My family and I are considering a potential move from Colorado Springs to Christchurch. Briefly, we are late 30s with two small boys (4 & 5 years old). I work in academia and would be doing the same work at U. Canterbury if we moved. Ideologically, we are left-leaning centrists and LOVE to be outside - we're very active (hiking, trail running, etc.), but would love to have a beach AND mountains. Importantly, my younger son is black - we are white. We're originally from the southern US, so we know what racial discrimination feels/looks like. How do Kiwi's feel in this regard? Also, I have a large tattoo on my arm - it's covered while at work, but what are the local perceptions regarding professionals with tattoos? We've never been to NZ before, but have friends/colleagues who have and it seems like a great place to be outside and raise a family. Any advice/suggestions? Things to be aware of? I've gleaned much from the posts, but anything additional for my situation would be helpful. Thanks!


----------



## topcat83

TCBehr said:


> My family and I are considering a potential move from Colorado Springs to Christchurch. Briefly, we are late 30s with two small boys (4 & 5 years old). I work in academia and would be doing the same work at U. Canterbury if we moved. Ideologically, we are left-leaning centrists and LOVE to be outside - we're very active (hiking, trail running, etc.), but would love to have a beach AND mountains. Importantly, my younger son is black - we are white. We're originally from the southern US, so we know what racial discrimination feels/looks like. How do Kiwi's feel in this regard? Also, I have a large tattoo on my arm - it's covered while at work, but what are the local perceptions regarding professionals with tattoos? We've never been to NZ before, but have friends/colleagues who have and it seems like a great place to be outside and raise a family. Any advice/suggestions? Things to be aware of? I've gleaned much from the posts, but anything additional for my situation would be helpful. Thanks!


Hi there

Somewhere in the past there is another post about whether your son is likely to encounter racism. My belief is generally - no. NZ has had generally a very liberal culture in the last few decades, although you may find (much) older people less tolerant. 
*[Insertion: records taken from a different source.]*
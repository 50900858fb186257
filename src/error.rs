// src/error.rs
use std::fmt;
use std::path::PathBuf;
use thiserror::Error;

/// The pipeline stage an error was raised in.
#[derive(Debug, Clone, Copy, PartialEq, Eq)]
pub enum Stage {
    Config,
    Load,
    Condense,
    Embed,
    Fuse,
    Persist,
}

impl fmt::Display for Stage {
    fn fmt(&self, f: &mut fmt::Formatter<'_>) -> fmt::Result {
        let name = match self {
            Stage::Config => "config",
            Stage::Load => "load",
            Stage::Condense => "condense",
            Stage::Embed => "embed",
            Stage::Fuse => "fuse",
            Stage::Persist => "persist",
        };
        f.write_str(name)
    }
}

/// Which half of a verse pair a word or file belongs to.
#[derive(Debug, Clone, Copy, PartialEq, Eq, Hash)]
pub enum Side {
    Source,
    Target,
}

impl fmt::Display for Side {
    fn fmt(&self, f: &mut fmt::Formatter<'_>) -> fmt::Result {
        match self {
            Side::Source => f.write_str("source"),
            Side::Target => f.write_str("target"),
        }
    }
}

#[derive(Error, Debug)]
pub enum AlignError {
    #[error("source has {source_lines} lines but target has {target_lines}")]
    LineCountMismatch { source_lines: usize, target_lines: usize },

    #[error("reference index has {found} entries, expected {expected}")]
    CanonicalLength { expected: usize, found: usize },

    #[error("reference file has {vrefs} entries but the corpus has {lines} lines")]
    VrefCount { vrefs: usize, lines: usize },

    #[error("continuation marker on line {line} has no preceding verse")]
    OrphanContinuation { line: usize },

    #[error(
        "{side} word '{word}' is missing from the index cache '{corpus}'; rerun with refresh enabled"
    )]
    StaleCache { side: Side, word: String, corpus: String },

    #[error("row index {index} is outside the weight matrix ({columns} columns)")]
    WeightShape { index: usize, columns: usize },

    #[error("weight matrix has {columns} columns but the condensed corpus has {rows} rows")]
    WeightColumns { columns: usize, rows: usize },

    #[error("malformed weight matrix {path}: {reason}")]
    Weights { path: PathBuf, reason: String },

    #[error("{producer} output is unusable: {reason}")]
    Producer { producer: &'static str, reason: String },

    #[error(
        "cache entry {path} is held by another writer; if no other run is active, \
         delete {lock} or rerun with refresh enabled"
    )]
    CacheBusy { path: PathBuf, lock: PathBuf },

    #[error("invalid configuration: {0}")]
    Config(String),

    #[error("i/o error on {path}: {source}")]
    Io {
        path: PathBuf,
        #[source]
        source: std::io::Error,
    },

    #[error("csv error: {0}")]
    Csv(#[from] csv::Error),

    #[error("binary cache error: {0}")]
    Bincode(#[from] bincode::Error),

    #[error("json error: {0}")]
    Json(#[from] serde_json::Error),
}

impl AlignError {
    pub fn io(path: impl Into<PathBuf>, source: std::io::Error) -> Self {
        AlignError::Io { path: path.into(), source }
    }

    pub fn producer(producer: &'static str, reason: impl Into<String>) -> Self {
        AlignError::Producer { producer, reason: reason.into() }
    }

    /// The stage whose invariant failed.
    pub fn stage(&self) -> Stage {
        match self {
            AlignError::LineCountMismatch { .. }
            | AlignError::CanonicalLength { .. }
            | AlignError::VrefCount { .. } => Stage::Load,
            AlignError::OrphanContinuation { .. } => Stage::Condense,
            AlignError::StaleCache { .. }
            | AlignError::WeightShape { .. }
            | AlignError::WeightColumns { .. } => Stage::Embed,
            AlignError::Weights { .. } => Stage::Embed,
            AlignError::Producer { .. } => Stage::Fuse,
            AlignError::Config(_) => Stage::Config,
            AlignError::CacheBusy { .. }
            | AlignError::Io { .. }
            | AlignError::Csv(_)
            | AlignError::Bincode(_)
            | AlignError::Json(_) => Stage::Persist,
        }
    }
}

pub type Result<T> = std::result::Result<T, AlignError>;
What you will find (and when you first encounter it, it is slightly disconcerting) is they will describe things as they are - there is much less political correctness. So your son may be described as 'black', but in the same way that someone else may be described as 'having fair hair'. It's an observation of a fact, and nothing more. I personally find this refreshing - others call it 'racist'. As I'm sure you've found, often it's not the words themselves but the way in which they're said that make the difference.
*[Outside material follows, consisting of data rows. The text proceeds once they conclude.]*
//! On-disk caches keyed by corpus identity.
//!
//! Layout under the configured cache directory:
//!
//! - `index/<corpus>.bin` word index per corpus side
//! - `pairs/<source>__<target>.bin` pairwise Jaccard/count scores
//! - `matches/<source>__<target>-j<threshold>-c<count>.json` match dictionary

pub mod pair_scores;
pub mod word_index;

pub use pair_scores::{PairKey, PairScore, PairScoreCache};
pub use word_index::WordIndex;

use crate::core::types::Row;
use crate::error::Side;
use std::fmt;
use std::path::{Path, PathBuf};
use xxhash_rust::xxh3::Xxh3;

/// Identity of one side of a condensed corpus: the file stem plus a digest
/// of the condensed text, so a changed corpus never resolves to an old
/// cache file.
#[derive(Debug, Clone, PartialEq, Eq, Hash)]
pub struct CorpusId {
    pub stem: String,
    pub digest: u64,
}

impl CorpusId {
    pub fn for_side(path: &Path, rows: &[Row], side: Side) -> Self {
        let stem = path
            .file_stem()
            .and_then(|s| s.to_str())
            .unwrap_or("corpus")
            .chars()
            .filter(|c| c.is_alphanumeric() || *c == '-' || *c == '_')
            .take(40)
            .collect::<String>();

        let mut hasher = Xxh3::new();
        for row in rows {
            let words = match side {
                Side::Source => &row.source_words,
                Side::Target => &row.target_words,
            };
            for word in words {
                hasher.update(word.as_bytes());
                hasher.update(b" ");
            }
            hasher.update(b"\n");
        }
        Self { stem, digest: hasher.digest() }
    }

    pub fn key(&self) -> String {
        format!("{}-{:016x}", self.stem, self.digest)
    }
}

impl fmt::Display for CorpusId {
    fn fmt(&self, f: &mut fmt::Formatter<'_>) -> fmt::Result {
        f.write_str(&self.key())
    }
}

pub fn index_path(cache_dir: &Path, corpus: &CorpusId) -> PathBuf {
    cache_dir.join("index").join(format!("{}.bin", corpus.key()))
}

pub fn pair_scores_path(cache_dir: &Path, source: &CorpusId, target: &CorpusId) -> PathBuf {
    cache_dir
        .join("pairs")
        .join(format!("{}__{}.bin", source.key(), target.key()))
}

pub fn match_dictionary_path(
    cache_dir: &Path,
    source: &CorpusId,
    target: &CorpusId,
    jaccard_threshold: f64,
    count_threshold: u32,
) -> PathBuf {
    cache_dir.join("matches").join(format!(
        "{}__{}-j{}-c{}.json",
        source.key(),
        target.key(),
        jaccard_threshold,
        count_threshold
    ))
}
With regards tattoos - Lol! New Zealand probably has the highest rate of people with tattoos in the world! They are a very large part of Maori (and Polynesia in general) culture, and many Westerners have tattoos too. In fact I think my youngest is purposefully not getting one just to be different!
It does depend on profession, but at a university you'll probably find it gives you street cred!


----------



## Chc

Hi TCBehr,

I currently live in Christchurch and was also a previous student at UC. 
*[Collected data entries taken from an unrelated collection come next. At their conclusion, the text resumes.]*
// src/cache/word_index.rs
use crate::cache::{index_path, CorpusId};
use crate::core::types::{Row, RowId};
use crate::error::{AlignError, Result, Side};
use crate::persistence::{load_bincode, save_bincode, WriteLease};
use rustc_hash::FxHashMap;
use serde::{Deserialize, Serialize};
use std::path::Path;

/// For every normalized word on one side of the corpus, the ascending
/// positions of the condensed rows it occurs in.
#[derive(Debug, Clone, Default, PartialEq, Eq, Serialize, Deserialize)]
pub struct WordIndex {
    row_count: usize,
    words: FxHashMap<String, Vec<RowId>>,
    /// Cache key this index was built or loaded under, for error reports.
    #[serde(skip)]
    label: String,
}

impl WordIndex {
    /// One pass over the rows; O(total tokens).
    pub fn build(rows: &[Row], side: Side) -> Self {
        let mut words: FxHashMap<String, Vec<RowId>> = FxHashMap::default();
        for (i, row) in rows.iter().enumerate() {
            let row_id = i as RowId;
            let tokens = match side {
                Side::Source => &row.source_words,
                Side::Target => &row.target_words,
            };
            for token in tokens {
                let positions = words.entry(token.clone()).or_default();
                // Rows are visited in order, so only the tail can repeat.
                if positions.last() != Some(&row_id) {
                    positions.push(row_id);
                }
            }
        }
        Self { row_count: rows.len(), words, label: String::new() }
    }

    /// Loads the persisted index for `corpus` unless `refresh` is set or
    /// no cache file exists, in which case it is rebuilt and persisted.
    pub fn build_or_load(
        cache_dir: &Path,
        corpus: &CorpusId,
        rows: &[Row],
        side: Side,
        refresh: bool,
    ) -> Result<Self> {
        let path = index_path(cache_dir, corpus);
        if !refresh && path.exists() {
            let mut index: WordIndex = load_bincode(&path)?;
            index.label = corpus.key();
            tracing::debug!("Loaded {} index '{}' ({} words)", side, corpus, index.len());
            return Ok(index);
        }

        let mut index = Self::build(rows, side);
        index.label = corpus.key();
        let _lease = WriteLease::acquire(&path, refresh)?;
        save_bincode(&index, &path)?;
        tracing::info!(
            "Built {} index '{}': {} words over {} rows",
            side,
            corpus,
            index.len(),
            index.row_count
        );
        Ok(index)
    }

    pub fn get(&self, word: &str) -> Option<&[RowId]> {
        self.words.get(word).map(Vec::as_slice)
    }

    /// Like [`get`](Self::get), but a missing word means the cache does not
    /// describe the corpus being scored.
    pub fn require(&self, word: &str, side: Side) -> Result<&[RowId]> {
        self.get(word).ok_or_else(|| AlignError::StaleCache {
            side,
            word: word.to_string(),
            corpus: self.label.clone(),
        })
    }

    #[cfg(test)]
    fn contains(&self, word: &str) -> bool {
        self.words.contains_key(word)
    }

    pub fn row_count(&self) -> usize {
        self.row_count
    }

    pub fn len(&self) -> usize {
        self.words.len()
    }

    pub fn is_empty(&self) -> bool {
        self.words.is_empty()
    }
}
As you are probably aware Christchurch is currently undergoing a complete rebuild after the earthquakes in 2010 & 2011 - as someone who has lived through it, I find it still frustrating as many things are still broken, roads are still being repaired, building are still being demolished and the CBD is almost dead. That said - things are coming back to life, new buildings and new shops arrive every week (so I guess that is exciting). 

Christchurch does have a lot to offer, it is close to the beach and the mountains and it is a safe place to live. Nothing is really too far away! There are quite a few good spots for trail running in the city - check out Popular parks - Frequently asked questions - Christchurch City Council. I personally head up the Port Hills about once a week which is quite nice and gives a good view of the city. 

UC is a decent University - due to the Earthquakes there has been a downturn in students causing departments and faculty to be consolidated. However there will be an eventual bounce and the students will return so it may be a good opportunity. topcat83 is right - your Tattoo will give you street cred with the students!


----------



## TCBehr

*thanks for the feedback*

Thanks for the feedback - it is much appreciated! We'll see how things go - who knows, I may be moving to ChCh!


----------



## waterford viking

ok firstly it's not all roses in nz...

weather in cc can be lovely but can be really crappy, cost of living is high, cc is like a war torn city being rebuilt at the moment and although it has lovely coastline it's not all that.
why not move to charleston where the weather is incredible, cheaper cost of living and housing and beaches on your doorstep which are far nicer than any elsewhere. housing is poor in nz by world standards, nz has the highest incidence of child asthma....this is due mostly to damp housing conditions...ok not all houses are like that but most are and you will get the shock of your life when you see the cost of them and what you get for your buck....trust me buddy the grass is not always greener on the other side always....sometimes we overlook what we have already got....pm me if you need to know more.


----------



## manman_

I dont think you should worry about racist discrimination and tattoo as they said. But personally I am attracted to chch. I was a student at UC and left Christchurch for Auckland a month back. As I found it is hard to get a job after graduation. After earthquake, it is getting so boring there.


----------



## jsharbuck

Do what is right for you. We have found New Zealand and its people delightful. No place is perfect but we have yet to find any Expat who wants to leave. After 3 months we are here to stay!


----------



## kiwixpat

*UC Christchurch*

As someone who moved from the USA to Christchurch to take up a position at the University of Canterbury many years ago, I'd be extremely cautious about making this move. 

Universities in New Zealand do not have the same values as those in the USA and UC is run foremost as a business. You have a "permanent job" until someone decides they don't like you. Then you may find that your position has been terminated and your life is wrecked.

Although New Zealanders are extremely friendly, people in Christchurch have noticeably changed since the earthquakes. The tension is readily apparent in everyday life, but especially in the university where there is continued talk of more redundancies, increasing teaching loads, all sorts of cutbacks, and most recently, the elimination of sabbaticals.

Even before this, you need to be aware that living in the suburbs around the university (Fendalton/Ilam), there is an "upper class" of people who, underneath their friendliness, can be almost incomprehensibly (to an American) judgmental about people from different cultures. In their views, Americans are from a different culture, even those without any obvious physical differences. Some university line managers (yes, that's what department heads are called) clearly think this way. It's difficult to describe because I have never encountered attitudes like this in the USA, nor even in the UK.

Moving from the USA to New Zealand, to take up an academic position at that university, was the worst career decision I have ever made in my life. I am happy to be in a much better place now, but I suspect only through shear luck.


----------